• [WHAT THIS TASK INVOLVES]:
Show all lines of the entries in which the word "execute" is found.

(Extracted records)
-----
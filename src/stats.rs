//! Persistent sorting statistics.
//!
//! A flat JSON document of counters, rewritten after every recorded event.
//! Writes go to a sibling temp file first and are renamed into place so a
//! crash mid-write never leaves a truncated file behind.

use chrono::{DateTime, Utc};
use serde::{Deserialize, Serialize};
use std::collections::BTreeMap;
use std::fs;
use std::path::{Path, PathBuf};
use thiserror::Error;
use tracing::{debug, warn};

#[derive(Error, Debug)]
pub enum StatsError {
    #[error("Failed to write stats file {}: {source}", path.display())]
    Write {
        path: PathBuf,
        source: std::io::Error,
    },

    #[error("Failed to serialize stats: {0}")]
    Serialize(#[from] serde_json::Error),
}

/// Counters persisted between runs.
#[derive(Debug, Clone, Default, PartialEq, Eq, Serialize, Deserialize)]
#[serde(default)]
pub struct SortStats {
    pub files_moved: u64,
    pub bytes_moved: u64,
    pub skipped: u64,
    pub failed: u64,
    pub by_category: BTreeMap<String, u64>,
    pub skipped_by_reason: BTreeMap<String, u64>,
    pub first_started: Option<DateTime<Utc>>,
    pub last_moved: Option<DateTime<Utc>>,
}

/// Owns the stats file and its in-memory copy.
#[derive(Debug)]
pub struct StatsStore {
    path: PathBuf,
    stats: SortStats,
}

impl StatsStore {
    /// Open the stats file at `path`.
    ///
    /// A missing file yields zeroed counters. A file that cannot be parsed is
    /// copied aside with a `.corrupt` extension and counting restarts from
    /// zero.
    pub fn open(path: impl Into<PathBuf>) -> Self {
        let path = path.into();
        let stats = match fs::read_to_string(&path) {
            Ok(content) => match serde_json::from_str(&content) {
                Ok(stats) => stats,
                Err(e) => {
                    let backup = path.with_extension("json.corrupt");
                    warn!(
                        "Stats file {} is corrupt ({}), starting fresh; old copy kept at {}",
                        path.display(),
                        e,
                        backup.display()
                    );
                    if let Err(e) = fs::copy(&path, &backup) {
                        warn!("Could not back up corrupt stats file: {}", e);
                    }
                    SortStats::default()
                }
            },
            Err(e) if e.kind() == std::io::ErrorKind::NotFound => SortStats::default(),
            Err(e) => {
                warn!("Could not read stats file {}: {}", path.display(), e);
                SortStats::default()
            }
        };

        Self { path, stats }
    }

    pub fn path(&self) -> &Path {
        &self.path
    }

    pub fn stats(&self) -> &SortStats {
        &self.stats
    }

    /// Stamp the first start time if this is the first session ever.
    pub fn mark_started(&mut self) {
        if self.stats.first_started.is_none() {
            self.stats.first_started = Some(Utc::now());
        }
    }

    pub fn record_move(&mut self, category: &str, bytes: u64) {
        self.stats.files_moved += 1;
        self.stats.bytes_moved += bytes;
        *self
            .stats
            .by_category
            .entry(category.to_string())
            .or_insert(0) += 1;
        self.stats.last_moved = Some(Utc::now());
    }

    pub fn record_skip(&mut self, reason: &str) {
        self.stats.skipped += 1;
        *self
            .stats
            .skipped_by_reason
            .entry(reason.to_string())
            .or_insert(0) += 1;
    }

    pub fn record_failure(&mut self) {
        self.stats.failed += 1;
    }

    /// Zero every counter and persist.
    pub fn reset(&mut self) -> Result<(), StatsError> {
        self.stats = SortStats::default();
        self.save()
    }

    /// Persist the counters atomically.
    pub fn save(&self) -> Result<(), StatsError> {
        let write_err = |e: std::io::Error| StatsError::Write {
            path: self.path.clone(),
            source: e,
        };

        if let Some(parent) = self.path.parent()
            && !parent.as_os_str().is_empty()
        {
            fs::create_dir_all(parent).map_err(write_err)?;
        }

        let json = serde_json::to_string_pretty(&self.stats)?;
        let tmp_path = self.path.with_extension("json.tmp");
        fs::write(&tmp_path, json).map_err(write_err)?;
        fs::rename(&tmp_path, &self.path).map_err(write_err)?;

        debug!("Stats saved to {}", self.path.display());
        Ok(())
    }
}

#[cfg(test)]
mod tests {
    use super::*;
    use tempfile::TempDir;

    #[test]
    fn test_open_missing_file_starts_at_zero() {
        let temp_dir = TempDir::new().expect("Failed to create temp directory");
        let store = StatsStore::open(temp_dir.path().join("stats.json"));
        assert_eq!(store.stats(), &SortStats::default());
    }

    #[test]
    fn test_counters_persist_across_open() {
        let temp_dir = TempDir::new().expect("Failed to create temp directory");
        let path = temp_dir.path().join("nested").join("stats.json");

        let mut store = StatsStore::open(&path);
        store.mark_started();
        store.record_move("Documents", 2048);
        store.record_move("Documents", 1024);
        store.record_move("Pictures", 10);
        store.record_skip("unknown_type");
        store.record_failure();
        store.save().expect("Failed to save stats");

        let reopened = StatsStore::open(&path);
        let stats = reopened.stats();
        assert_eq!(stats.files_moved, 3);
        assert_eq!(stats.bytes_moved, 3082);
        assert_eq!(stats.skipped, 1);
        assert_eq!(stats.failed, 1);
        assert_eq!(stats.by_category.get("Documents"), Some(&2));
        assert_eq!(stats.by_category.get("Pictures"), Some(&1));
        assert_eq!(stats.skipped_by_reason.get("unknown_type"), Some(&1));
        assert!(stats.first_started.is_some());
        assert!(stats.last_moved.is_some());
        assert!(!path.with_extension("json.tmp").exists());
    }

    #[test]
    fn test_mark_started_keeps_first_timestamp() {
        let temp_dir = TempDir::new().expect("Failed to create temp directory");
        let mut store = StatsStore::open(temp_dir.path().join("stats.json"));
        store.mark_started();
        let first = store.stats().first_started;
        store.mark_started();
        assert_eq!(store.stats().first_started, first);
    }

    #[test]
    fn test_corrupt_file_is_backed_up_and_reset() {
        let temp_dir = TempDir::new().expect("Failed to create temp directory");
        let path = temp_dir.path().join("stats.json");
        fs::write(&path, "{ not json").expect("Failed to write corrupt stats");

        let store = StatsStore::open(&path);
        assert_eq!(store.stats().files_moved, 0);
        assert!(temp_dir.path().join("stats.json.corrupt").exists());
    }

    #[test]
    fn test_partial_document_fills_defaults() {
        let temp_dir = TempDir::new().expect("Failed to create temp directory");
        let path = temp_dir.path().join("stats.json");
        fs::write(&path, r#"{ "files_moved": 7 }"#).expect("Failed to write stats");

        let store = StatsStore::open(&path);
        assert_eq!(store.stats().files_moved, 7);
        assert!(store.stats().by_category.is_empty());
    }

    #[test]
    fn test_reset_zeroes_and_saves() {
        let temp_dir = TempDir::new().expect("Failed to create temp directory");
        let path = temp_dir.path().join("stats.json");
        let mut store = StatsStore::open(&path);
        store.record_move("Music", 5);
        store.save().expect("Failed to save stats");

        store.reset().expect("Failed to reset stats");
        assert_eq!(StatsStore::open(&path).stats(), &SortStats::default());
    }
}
-----
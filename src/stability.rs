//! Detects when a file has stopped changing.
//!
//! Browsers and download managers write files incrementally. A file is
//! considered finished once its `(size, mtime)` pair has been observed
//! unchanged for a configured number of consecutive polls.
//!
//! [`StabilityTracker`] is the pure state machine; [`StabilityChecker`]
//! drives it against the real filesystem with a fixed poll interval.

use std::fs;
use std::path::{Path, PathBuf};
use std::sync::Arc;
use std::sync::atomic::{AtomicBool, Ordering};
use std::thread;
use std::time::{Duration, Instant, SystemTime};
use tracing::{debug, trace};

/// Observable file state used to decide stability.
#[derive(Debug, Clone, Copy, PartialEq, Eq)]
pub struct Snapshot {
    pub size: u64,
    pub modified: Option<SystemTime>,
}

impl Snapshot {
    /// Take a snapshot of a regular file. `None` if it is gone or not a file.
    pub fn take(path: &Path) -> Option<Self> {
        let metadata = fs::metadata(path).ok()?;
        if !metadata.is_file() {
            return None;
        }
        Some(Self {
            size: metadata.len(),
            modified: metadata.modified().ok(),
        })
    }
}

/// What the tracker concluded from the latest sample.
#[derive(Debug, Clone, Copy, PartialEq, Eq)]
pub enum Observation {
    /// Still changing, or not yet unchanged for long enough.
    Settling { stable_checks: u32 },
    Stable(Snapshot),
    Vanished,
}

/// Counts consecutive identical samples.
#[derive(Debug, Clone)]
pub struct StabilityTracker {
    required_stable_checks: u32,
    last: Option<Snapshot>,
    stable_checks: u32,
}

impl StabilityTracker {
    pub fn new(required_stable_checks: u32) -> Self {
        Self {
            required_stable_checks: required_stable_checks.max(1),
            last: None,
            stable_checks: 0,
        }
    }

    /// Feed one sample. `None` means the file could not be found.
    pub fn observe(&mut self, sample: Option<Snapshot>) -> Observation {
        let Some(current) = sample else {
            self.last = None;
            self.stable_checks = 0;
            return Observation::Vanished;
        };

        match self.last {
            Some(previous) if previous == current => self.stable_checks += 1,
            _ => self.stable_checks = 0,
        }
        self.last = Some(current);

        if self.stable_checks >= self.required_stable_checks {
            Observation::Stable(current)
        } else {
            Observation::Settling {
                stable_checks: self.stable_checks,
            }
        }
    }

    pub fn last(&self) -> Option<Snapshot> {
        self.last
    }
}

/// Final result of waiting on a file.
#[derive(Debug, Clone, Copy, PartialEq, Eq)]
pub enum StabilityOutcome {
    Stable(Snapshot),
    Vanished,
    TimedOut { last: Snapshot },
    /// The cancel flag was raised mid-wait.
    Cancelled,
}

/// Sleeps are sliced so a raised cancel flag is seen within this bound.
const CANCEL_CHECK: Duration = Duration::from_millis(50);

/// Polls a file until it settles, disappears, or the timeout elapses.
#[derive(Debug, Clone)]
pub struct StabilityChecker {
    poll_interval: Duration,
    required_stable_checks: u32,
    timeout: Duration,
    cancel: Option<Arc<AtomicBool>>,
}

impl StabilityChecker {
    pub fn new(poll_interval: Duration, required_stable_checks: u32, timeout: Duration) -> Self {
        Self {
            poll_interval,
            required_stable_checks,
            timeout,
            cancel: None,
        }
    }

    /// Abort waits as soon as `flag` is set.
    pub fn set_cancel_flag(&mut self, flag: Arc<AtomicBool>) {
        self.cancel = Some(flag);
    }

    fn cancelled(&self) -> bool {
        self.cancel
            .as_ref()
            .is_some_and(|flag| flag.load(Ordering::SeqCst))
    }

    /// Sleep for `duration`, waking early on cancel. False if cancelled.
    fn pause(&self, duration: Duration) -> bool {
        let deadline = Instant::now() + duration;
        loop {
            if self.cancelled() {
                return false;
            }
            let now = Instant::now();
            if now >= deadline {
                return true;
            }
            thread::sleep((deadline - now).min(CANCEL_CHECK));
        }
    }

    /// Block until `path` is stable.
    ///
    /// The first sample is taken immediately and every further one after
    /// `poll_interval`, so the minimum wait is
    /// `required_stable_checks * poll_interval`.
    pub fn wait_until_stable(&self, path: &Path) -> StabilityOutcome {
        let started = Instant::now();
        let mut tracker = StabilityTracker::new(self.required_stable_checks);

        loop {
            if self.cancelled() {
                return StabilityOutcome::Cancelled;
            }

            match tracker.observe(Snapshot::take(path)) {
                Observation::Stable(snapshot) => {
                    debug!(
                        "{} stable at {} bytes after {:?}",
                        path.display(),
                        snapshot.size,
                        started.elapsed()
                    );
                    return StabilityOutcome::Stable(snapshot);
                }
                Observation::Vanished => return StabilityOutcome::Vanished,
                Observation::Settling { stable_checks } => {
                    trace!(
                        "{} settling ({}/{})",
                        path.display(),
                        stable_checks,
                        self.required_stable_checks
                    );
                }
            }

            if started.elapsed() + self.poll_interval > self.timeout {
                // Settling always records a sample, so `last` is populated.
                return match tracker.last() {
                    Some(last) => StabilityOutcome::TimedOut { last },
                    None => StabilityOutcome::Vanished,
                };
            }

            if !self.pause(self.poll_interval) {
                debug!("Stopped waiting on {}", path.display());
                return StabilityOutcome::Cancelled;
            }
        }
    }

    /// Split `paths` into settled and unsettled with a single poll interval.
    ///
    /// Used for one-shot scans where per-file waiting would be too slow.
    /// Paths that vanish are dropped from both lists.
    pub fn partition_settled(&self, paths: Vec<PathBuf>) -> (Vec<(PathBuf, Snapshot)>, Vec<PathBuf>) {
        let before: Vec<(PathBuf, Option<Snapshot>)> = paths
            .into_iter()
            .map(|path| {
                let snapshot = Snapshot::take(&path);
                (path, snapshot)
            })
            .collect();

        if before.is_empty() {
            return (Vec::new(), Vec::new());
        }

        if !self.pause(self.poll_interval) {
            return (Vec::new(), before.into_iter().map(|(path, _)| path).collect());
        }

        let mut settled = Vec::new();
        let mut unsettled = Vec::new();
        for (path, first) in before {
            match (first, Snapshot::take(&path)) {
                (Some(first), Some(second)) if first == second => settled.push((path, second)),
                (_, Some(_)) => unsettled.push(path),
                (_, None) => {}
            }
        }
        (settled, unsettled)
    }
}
-----
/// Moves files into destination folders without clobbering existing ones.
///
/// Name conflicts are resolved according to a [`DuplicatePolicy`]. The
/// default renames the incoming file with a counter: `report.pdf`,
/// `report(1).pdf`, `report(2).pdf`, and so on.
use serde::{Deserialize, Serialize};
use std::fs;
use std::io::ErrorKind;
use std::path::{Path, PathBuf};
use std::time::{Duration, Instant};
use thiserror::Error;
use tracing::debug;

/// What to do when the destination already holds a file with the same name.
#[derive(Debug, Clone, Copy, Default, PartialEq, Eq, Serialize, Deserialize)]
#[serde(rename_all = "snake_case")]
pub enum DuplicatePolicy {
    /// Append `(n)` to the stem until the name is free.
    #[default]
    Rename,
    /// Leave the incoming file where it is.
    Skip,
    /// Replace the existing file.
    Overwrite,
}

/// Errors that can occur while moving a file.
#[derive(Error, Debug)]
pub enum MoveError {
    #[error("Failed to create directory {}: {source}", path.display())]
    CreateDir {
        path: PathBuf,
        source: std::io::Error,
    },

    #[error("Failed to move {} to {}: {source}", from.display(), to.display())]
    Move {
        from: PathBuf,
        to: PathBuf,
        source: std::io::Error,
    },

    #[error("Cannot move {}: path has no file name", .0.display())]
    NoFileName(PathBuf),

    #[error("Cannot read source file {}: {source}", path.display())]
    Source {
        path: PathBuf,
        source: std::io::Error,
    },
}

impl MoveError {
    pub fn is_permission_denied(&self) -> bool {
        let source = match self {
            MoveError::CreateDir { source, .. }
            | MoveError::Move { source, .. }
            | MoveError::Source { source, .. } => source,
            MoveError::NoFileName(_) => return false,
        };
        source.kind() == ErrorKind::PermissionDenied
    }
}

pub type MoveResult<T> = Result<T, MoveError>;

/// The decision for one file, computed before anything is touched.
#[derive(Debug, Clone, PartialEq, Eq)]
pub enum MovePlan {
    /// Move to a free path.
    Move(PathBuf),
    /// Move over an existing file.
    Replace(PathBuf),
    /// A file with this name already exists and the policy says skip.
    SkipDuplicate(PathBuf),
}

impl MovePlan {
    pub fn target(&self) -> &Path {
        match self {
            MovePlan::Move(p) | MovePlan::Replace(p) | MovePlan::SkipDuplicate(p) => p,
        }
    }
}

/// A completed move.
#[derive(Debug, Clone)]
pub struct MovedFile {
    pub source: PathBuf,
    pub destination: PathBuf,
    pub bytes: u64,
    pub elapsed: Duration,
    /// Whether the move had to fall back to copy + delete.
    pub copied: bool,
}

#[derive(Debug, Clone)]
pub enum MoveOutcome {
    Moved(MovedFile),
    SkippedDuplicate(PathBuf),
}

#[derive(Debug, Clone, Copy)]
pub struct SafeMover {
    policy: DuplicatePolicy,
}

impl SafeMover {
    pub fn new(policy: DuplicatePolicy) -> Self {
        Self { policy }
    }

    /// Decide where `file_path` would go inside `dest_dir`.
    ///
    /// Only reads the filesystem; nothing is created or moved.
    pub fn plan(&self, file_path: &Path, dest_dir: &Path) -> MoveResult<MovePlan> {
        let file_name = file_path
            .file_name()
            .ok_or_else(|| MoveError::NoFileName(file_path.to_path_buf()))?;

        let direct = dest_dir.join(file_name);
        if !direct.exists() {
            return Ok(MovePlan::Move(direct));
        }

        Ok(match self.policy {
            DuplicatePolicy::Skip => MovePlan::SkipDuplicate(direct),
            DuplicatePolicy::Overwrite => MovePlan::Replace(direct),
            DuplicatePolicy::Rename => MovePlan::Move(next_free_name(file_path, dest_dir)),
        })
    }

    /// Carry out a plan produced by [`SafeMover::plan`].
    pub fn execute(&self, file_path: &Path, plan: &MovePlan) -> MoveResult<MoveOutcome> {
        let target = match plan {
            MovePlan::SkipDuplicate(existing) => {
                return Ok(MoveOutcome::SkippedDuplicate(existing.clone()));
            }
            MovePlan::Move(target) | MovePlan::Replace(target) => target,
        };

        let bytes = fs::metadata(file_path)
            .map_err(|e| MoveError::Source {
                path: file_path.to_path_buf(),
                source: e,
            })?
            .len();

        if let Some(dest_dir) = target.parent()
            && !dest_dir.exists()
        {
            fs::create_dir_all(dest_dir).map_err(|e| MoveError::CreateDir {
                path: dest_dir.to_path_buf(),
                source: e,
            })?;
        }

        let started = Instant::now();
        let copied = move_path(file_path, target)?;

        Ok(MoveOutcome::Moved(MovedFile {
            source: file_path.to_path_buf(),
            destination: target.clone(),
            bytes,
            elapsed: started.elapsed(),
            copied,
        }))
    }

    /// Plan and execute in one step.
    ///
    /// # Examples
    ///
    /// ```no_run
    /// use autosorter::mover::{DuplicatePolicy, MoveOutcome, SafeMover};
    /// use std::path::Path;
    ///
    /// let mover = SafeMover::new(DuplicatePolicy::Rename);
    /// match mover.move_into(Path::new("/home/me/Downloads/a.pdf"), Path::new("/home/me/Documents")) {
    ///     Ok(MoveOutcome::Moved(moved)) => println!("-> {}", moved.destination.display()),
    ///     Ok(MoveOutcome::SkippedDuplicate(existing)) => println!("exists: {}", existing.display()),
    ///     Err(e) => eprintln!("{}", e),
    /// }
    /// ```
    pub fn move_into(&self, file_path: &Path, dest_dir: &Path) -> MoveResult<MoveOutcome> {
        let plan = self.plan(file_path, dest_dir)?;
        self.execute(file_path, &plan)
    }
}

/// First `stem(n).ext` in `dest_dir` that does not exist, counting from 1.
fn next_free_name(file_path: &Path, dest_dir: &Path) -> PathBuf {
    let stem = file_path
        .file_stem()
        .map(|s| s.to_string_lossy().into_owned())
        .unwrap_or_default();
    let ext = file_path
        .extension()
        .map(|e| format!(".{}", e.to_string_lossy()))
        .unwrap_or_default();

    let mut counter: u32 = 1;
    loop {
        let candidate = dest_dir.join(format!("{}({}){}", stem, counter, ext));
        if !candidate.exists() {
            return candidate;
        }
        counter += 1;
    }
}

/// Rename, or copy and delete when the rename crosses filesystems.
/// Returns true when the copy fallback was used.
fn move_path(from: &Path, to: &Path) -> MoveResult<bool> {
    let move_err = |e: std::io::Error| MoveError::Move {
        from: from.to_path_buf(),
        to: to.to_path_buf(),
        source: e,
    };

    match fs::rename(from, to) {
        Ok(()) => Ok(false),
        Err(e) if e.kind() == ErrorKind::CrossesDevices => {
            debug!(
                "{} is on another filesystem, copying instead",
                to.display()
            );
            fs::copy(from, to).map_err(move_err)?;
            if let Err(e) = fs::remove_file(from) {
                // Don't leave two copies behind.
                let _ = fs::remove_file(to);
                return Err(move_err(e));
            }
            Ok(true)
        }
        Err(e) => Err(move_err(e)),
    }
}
-----
• [EXERCISE RESPONSE]:
    pub fn execute(&self, file_path: &Path, plan: &MovePlan) -> MoveResult<MoveOutcome> {
    /// Plan and execute in one step.
        self.execute(file_path, &plan)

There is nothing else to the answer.